Norwest Equity said it bought Apothecary Products, a step by the Minneapolis-based private equity firm to expand its consumer healthcare portfolio. Norwest Equity, the middle-market investment arm of Wells Fargo & Co., said Apothecary had hundreds of patents and sells to independent and chain pharmacies, mass retailers and distributors and wholesalers around the world.

Additional financing for the acquisition was provided by GE Capital, BMO Capital Markets, Golub Capital and Norwest Mezzanine Partners.

Terms of the deal were not disclosed.

Norwest Equity bought Apothecary from its founder and CEO Terry Noble, a pharmacist who started the company in 1975. Noble invented the Reconstitube, a device for diluting antibiotics, according to the company’s website. Noble said he will remain as an Apothecary investor and that Norwest Equity’s investment capital and experience with consumer healthcare products will help Apothecary continue to grow and innovate.

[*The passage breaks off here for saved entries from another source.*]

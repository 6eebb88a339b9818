// Observability infrastructure for Codequarry
// Structured logging initialization; backends stay outside the engine.

use anyhow::Result;
use tracing_subscriber::{layer::SubscriberExt, util::SubscriberInitExt, EnvFilter};

/// Initialize the logging and tracing infrastructure.
/// This should be called once at application startup.
pub fn init_logging() -> Result<()> {
    init_logging_with_level(false, false)
}

/// Initialize logging with configurable verbosity.
///
/// Quiet takes precedence over `RUST_LOG`; verbose enables debug output for
/// this crate while keeping dependencies at info.
pub fn init_logging_with_level(verbose: bool, quiet: bool) -> Result<()> {
    let filter_level = if quiet {
        EnvFilter::new("error")
    } else if verbose {
        EnvFilter::new("codequarry=debug,info")
    } else {
        EnvFilter::new("codequarry=info,warn")
    };

    let env_filter = if quiet {
        EnvFilter::new("error")
    } else if std::env::var("RUST_LOG").is_ok() {
        EnvFilter::try_from_default_env().unwrap_or(filter_level)
    } else {
        filter_level
    };

    tracing_subscriber::registry()
        .with(env_filter)
        .with(
            tracing_subscriber::fmt::layer()
                .with_target(true)
                .with_thread_ids(false),
        )
        .try_init()
        .map_err(|e| anyhow::anyhow!("Failed to initialize logging: {}", e))?;

    Ok(())
}
//! The per-branch indexing pipeline
//!
//! Change enumeration → bounded parallel parse+chunk → ordered per-file
//! persistence, with embedding generation pipelined behind parsing through a
//! channel. The indexed-commit cursor advances only after every file batch
//! and the edge-resolution pass have committed; cancellation or a transient
//! failure leaves the cursor untouched and the next request retries.

use anyhow::{Context, Result};
use futures::stream::{self, StreamExt};
use serde::Serialize;
use std::sync::Arc;
use std::time::Instant;
use tokio::sync::mpsc;
use tokio_util::sync::CancellationToken;
use tracing::{debug, info, instrument, warn};
use uuid::Uuid;

use crate::chunker::chunk_file;
use crate::config::EngineConfig;
use crate::embeddings::EmbeddingClient;
use crate::error::EngineError;
use crate::fingerprint::fingerprint_text;
use crate::git::GitTracker;
use crate::lifecycle::{BranchEntry, RepositoryState};
use crate::parsing::{parse_file, ParseOutcome};
use crate::store::{FilePersistence, Store};
use crate::types::{
    ChangeKind, CodeChunk, detect_language, Fingerprint, IndexState, SymbolKind,
};

/// Symbol kinds worth fingerprinting for near-duplicate detection
const FINGERPRINTED_KINDS: &[SymbolKind] = &[
    SymbolKind::Class,
    SymbolKind::Interface,
    SymbolKind::Struct,
    SymbolKind::Enum,
    SymbolKind::Function,
    SymbolKind::Method,
    SymbolKind::Constructor,
];

/// Outcome of one indexing run
#[derive(Debug, Clone, Default, Serialize)]
#[serde(rename_all = "camelCase")]
pub struct IndexReport {
    pub repository: String,
    pub branch: String,
    pub head_commit: String,
    pub files_seen: usize,
    pub files_indexed: usize,
    pub files_deleted: usize,
    pub files_failed: usize,
    pub symbols: usize,
    pub edges: usize,
    pub chunks: usize,
    pub embeddings: usize,
    pub edges_resolved: u64,
    /// True when the embedder was unavailable and chunks persisted without
    /// vectors
    pub embedding_degraded: bool,
    pub duration_ms: u64,
    pub errors: Vec<String>,
}

/// Runs indexing for one branch at a time
pub struct Indexer {
    config: Arc<EngineConfig>,
    tracker: Arc<GitTracker>,
    store: Store,
    embedder: Arc<EmbeddingClient>,
}

struct FileResult {
    path: String,
    symbols: usize,
    edges: usize,
    chunks: usize,
    error: Option<String>,
}

impl Indexer {
    pub fn new(
        config: Arc<EngineConfig>,
        tracker: Arc<GitTracker>,
        store: Store,
        embedder: Arc<EmbeddingClient>,
    ) -> Self {
        Self {
            config,
            tracker,
            store,
            embedder,
        }
    }

    /// Index one branch up to its current head. Holds the branch's writer
    /// lock for the duration; concurrent callers for the same branch await
    /// the in-flight run.
    #[instrument(skip(self, repository, branch, cancel), fields(repository = %repository.name))]
    pub async fn index_branch(
        &self,
        repository: &Arc<RepositoryState>,
        branch: &Arc<BranchEntry>,
        cancel: &CancellationToken,
    ) -> Result<IndexReport> {
        let _writer = branch.writer.lock().await;
        let started = Instant::now();
        let branch_name = branch.status().name;

        // Snapshot the head once; a fetch racing this run is observed next
        // time
        let head = self
            .tracker
            .branch_tip(&repository.name, &branch_name)
            .await?
            .ok_or_else(|| {
                EngineError::permanent(
                    "branch_vanished",
                    format!("branch {branch_name} no longer exists in the mirror"),
                )
            })?;

        let indexed = branch.status().indexed_commit;
        let mut report = IndexReport {
            repository: repository.name.clone(),
            branch: branch_name.clone(),
            head_commit: head.clone(),
            ..Default::default()
        };

        if indexed.as_deref() == Some(head.as_str()) {
            // Nothing moved; a no-op run still completes
            branch.mark_indexed(head.clone(), chrono::Utc::now());
            self.store
                .mark_branch_indexed(repository.id, &branch_name, &head)
                .await?;
            report.duration_ms = started.elapsed().as_millis() as u64;
            return Ok(report);
        }

        branch.set_state(IndexState::InProgress);
        self.store
            .set_branch_state(repository.id, &branch_name, IndexState::InProgress)
            .await?;

        let run = self
            .run_pipeline(repository, &branch_name, indexed.as_deref(), &head, cancel, &mut report)
            .await;

        match run {
            Ok(()) => {
                branch.mark_indexed(head.clone(), chrono::Utc::now());
                self.store
                    .mark_branch_indexed(repository.id, &branch_name, &head)
                    .await?;
                if let Err(e) = self.store.refresh_repository_stats(repository.id).await {
                    warn!(error = %e, "stats refresh failed");
                }
                report.duration_ms = started.elapsed().as_millis() as u64;
                info!(
                    files = report.files_indexed,
                    symbols = report.symbols,
                    chunks = report.chunks,
                    ms = report.duration_ms,
                    "branch indexed"
                );
                Ok(report)
            }
            Err(e) => {
                // The cursor stays put; transient failures retry on the next
                // request
                let failed = !matches!(
                    e.downcast_ref::<EngineError>(),
                    Some(EngineError::Cancelled) | Some(EngineError::Transient { .. })
                );
                let state = if failed {
                    IndexState::Failed
                } else {
                    IndexState::Pending
                };
                branch.set_state(state);
                let _ = self
                    .store
                    .set_branch_state(repository.id, &branch_name, state)
                    .await;
                Err(e)
            }
        }
    }

    async fn run_pipeline(
        &self,
        repository: &Arc<RepositoryState>,
        branch_name: &str,
        indexed: Option<&str>,
        head: &str,
        cancel: &CancellationToken,
        report: &mut IndexReport,
    ) -> Result<()> {
        let changes = self
            .tracker
            .get_file_changes(&repository.name, branch_name, indexed, head)
            .await?;
        report.files_seen = changes.len();
        debug!(changes = changes.len(), "enumerated file changes");

        match self
            .tracker
            .commit_details(&repository.name, head, branch_name)
            .await
        {
            Ok(details) => self.store.record_commit(repository.id, &details).await?,
            Err(e) => warn!(error = %e, "could not record head commit"),
        }

        let (deleted, changed): (Vec<_>, Vec<_>) = changes
            .into_iter()
            .partition(|change| change.kind == ChangeKind::Deleted);

        for change in &deleted {
            if cancel.is_cancelled() {
                return Err(EngineError::Cancelled.into());
            }
            self.store
                .delete_file_rows(repository.id, branch_name, &change.path)
                .await?;
            report.files_deleted += 1;
        }

        // Embedding generation rides behind parsing on a channel so batches
        // fill while files are still being processed
        let (chunk_tx, chunk_rx) = mpsc::channel::<(Uuid, CodeChunk)>(1024);
        let embed_task = tokio::spawn(embed_worker(
            chunk_rx,
            self.embedder.clone(),
            self.store.clone(),
            repository.id,
            branch_name.to_string(),
            head.to_string(),
            self.config.embedding_batch_size,
        ));

        let concurrency = self.config.file_read_concurrency.max(1);
        let results: Vec<Result<FileResult>> = stream::iter(changed.into_iter().map(|change| {
            let chunk_tx = chunk_tx.clone();
            let cancel = cancel.clone();
            async move {
                if cancel.is_cancelled() {
                    return Err(EngineError::Cancelled.into());
                }
                self.process_file(
                    repository.id,
                    branch_name,
                    head,
                    &change.path,
                    change.content.as_deref().unwrap_or(""),
                    chunk_tx,
                )
                .await
            }
        }))
        .buffer_unordered(concurrency)
        .collect()
        .await;
        drop(chunk_tx);

        for result in results {
            match result {
                Ok(file) => {
                    report.files_indexed += 1;
                    report.symbols += file.symbols;
                    report.edges += file.edges;
                    report.chunks += file.chunks;
                    if let Some(error) = file.error {
                        report.files_failed += 1;
                        report.errors.push(format!("{}: {error}", file.path));
                    }
                }
                Err(e) => {
                    // Let the embed worker drain, then surface the failure
                    // without advancing the cursor
                    let _ = embed_task.await;
                    return Err(e);
                }
            }
        }

        let embed_outcome = embed_task.await.context("embedding worker panicked")?;
        report.embeddings = embed_outcome.stored;
        report.embedding_degraded = embed_outcome.degraded;

        // Cross-file edge resolution reads the fully committed symbol table
        report.edges_resolved = self
            .store
            .resolve_pending_edges(repository.id, branch_name)
            .await?;

        Ok(())
    }

    /// Parse, chunk, fingerprint, and persist one file; feed its chunks to
    /// the embedding worker
    async fn process_file(
        &self,
        repository_id: Uuid,
        branch: &str,
        commit_sha: &str,
        path: &str,
        content: &str,
        chunk_tx: mpsc::Sender<(Uuid, CodeChunk)>,
    ) -> Result<FileResult> {
        let first_line = content.lines().next();
        let language = detect_language(path, first_line, &self.config.include_extensions);

        // Parser failures are isolated to the file; it still contributes a
        // whole-file chunk
        let outcome = parse_file(path, content, language);
        let error = if outcome.success {
            None
        } else {
            outcome.error_message.clone()
        };
        let outcome = if outcome.success {
            outcome
        } else {
            ParseOutcome {
                success: false,
                ..Default::default()
            }
        };

        let chunks = chunk_file(&self.config, path, content, language, &outcome.symbols);
        let fingerprints: Vec<(usize, Fingerprint)> = outcome
            .symbols
            .iter()
            .enumerate()
            .filter(|(_, s)| FINGERPRINTED_KINDS.contains(&s.kind))
            .map(|(index, s)| {
                let text = symbol_source(content, s.start_line, s.end_line);
                (index, fingerprint_text(text))
            })
            .collect();

        let persisted = self
            .store
            .persist_file(&FilePersistence {
                repository_id,
                branch,
                commit_sha,
                path,
                language,
                size_bytes: content.len() as i64,
                line_count: content.lines().count() as i32,
                outcome: &outcome,
                chunks: &chunks,
                fingerprints: &fingerprints,
            })
            .await?;

        for (chunk_id, chunk) in persisted.chunk_ids.iter().zip(chunks.into_iter()) {
            // Receiver gone means the embed worker already gave up; chunks
            // remain searchable through the lexical path
            if chunk_tx.send((*chunk_id, chunk)).await.is_err() {
                break;
            }
        }

        Ok(FileResult {
            path: path.to_string(),
            symbols: persisted.symbol_count,
            edges: persisted.edge_count,
            chunks: persisted.chunk_count,
            error,
        })
    }
}

/// Lines `start..=end` of a file (1-based, clamped)
fn symbol_source(content: &str, start_line: u32, end_line: u32) -> &str {
    let mut offsets = Vec::new();
    let mut position = 0usize;
    for line in content.split_inclusive('\n') {
        offsets.push(position);
        position += line.len();
    }
    offsets.push(content.len());
    let start = offsets
        .get(start_line.saturating_sub(1) as usize)
        .copied()
        .unwrap_or(0);
    let end = offsets.get(end_line as usize).copied().unwrap_or(content.len());
    &content[start..end]
}

struct EmbedResult {
    stored: usize,
    degraded: bool,
}

/// Drains parsed chunks, embedding them in batches. A failed batch flips
/// the run into degraded mode: remaining chunks persist without vectors.
async fn embed_worker(
    mut rx: mpsc::Receiver<(Uuid, CodeChunk)>,
    embedder: Arc<EmbeddingClient>,
    store: Store,
    repository_id: Uuid,
    branch: String,
    commit_sha: String,
    batch_size: usize,
) -> EmbedResult {
    let batch_size = batch_size.max(1);
    let mut stored = 0usize;
    let mut degraded = false;
    let mut ids: Vec<Uuid> = Vec::with_capacity(batch_size);
    let mut chunks: Vec<CodeChunk> = Vec::with_capacity(batch_size);

    loop {
        let received = rx.recv().await;
        let received_is_none = received.is_none();
        if let Some((id, chunk)) = received {
            if degraded {
                continue;
            }
            ids.push(id);
            chunks.push(chunk);
            if chunks.len() < batch_size {
                continue;
            }
        }

        if !chunks.is_empty() && !degraded {
            let outcome = embedder.try_generate_chunks(&chunks).await;
            if outcome.success {
                let items: Vec<(Uuid, Vec<f32>)> =
                    ids.drain(..).zip(outcome.vectors.into_iter()).collect();
                match store
                    .insert_embeddings(repository_id, &branch, &commit_sha, &items, &embedder.model_name())
                    .await
                {
                    Ok(count) => stored += count,
                    Err(e) => {
                        warn!(error = %e, "embedding insert failed");
                        degraded = true;
                    }
                }
                chunks.clear();
            } else {
                warn!(
                    code = outcome.error_code.as_deref().unwrap_or("unknown"),
                    transient = outcome.is_transient,
                    "embedding generation unavailable, continuing without vectors"
                );
                degraded = true;
                ids.clear();
                chunks.clear();
            }
        }

        if received_is_none {
            break;
        }
    }

    EmbedResult { stored, degraded }
}

#[cfg(test)]
mod tests {
    use super::*;

    #[test]
    fn symbol_source_slices_by_line() {
        let content = "one\ntwo\nthree\nfour\n";
        assert_eq!(symbol_source(content, 2, 3), "two\nthree\n");
        assert_eq!(symbol_source(content, 1, 1), "one\n");
        // Clamped past the end
        assert_eq!(symbol_source(content, 3, 99), "three\nfour\n");
    }
}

Apothecary President Ron Barg said he doesn’t expect the new ownership to make significant operational changes. “I would anticipate, at least in the near term, maybe a 5% increase in employment,” he said.

Apothecary has a plant in St. Charles, MI, and a joint venture partnership near Hong Kong that handles a “significant amount” of its global manufacturing, Barg said. Apothecary has nearly 90% market share in plastic pill boxes, he said. “The baby boomers are a big part of our customer base,” said Barg. “There’s a big trend out in the industry yet that people don’t take their medications on an on-time basis.”

Burnsville, MN-based Apothecary Products makes and distributes pharmacy supplies and consumer healthcare products such as prescription bottles and pill-cutting trays. The company employs about 250 people and has annual sales of about $90 million.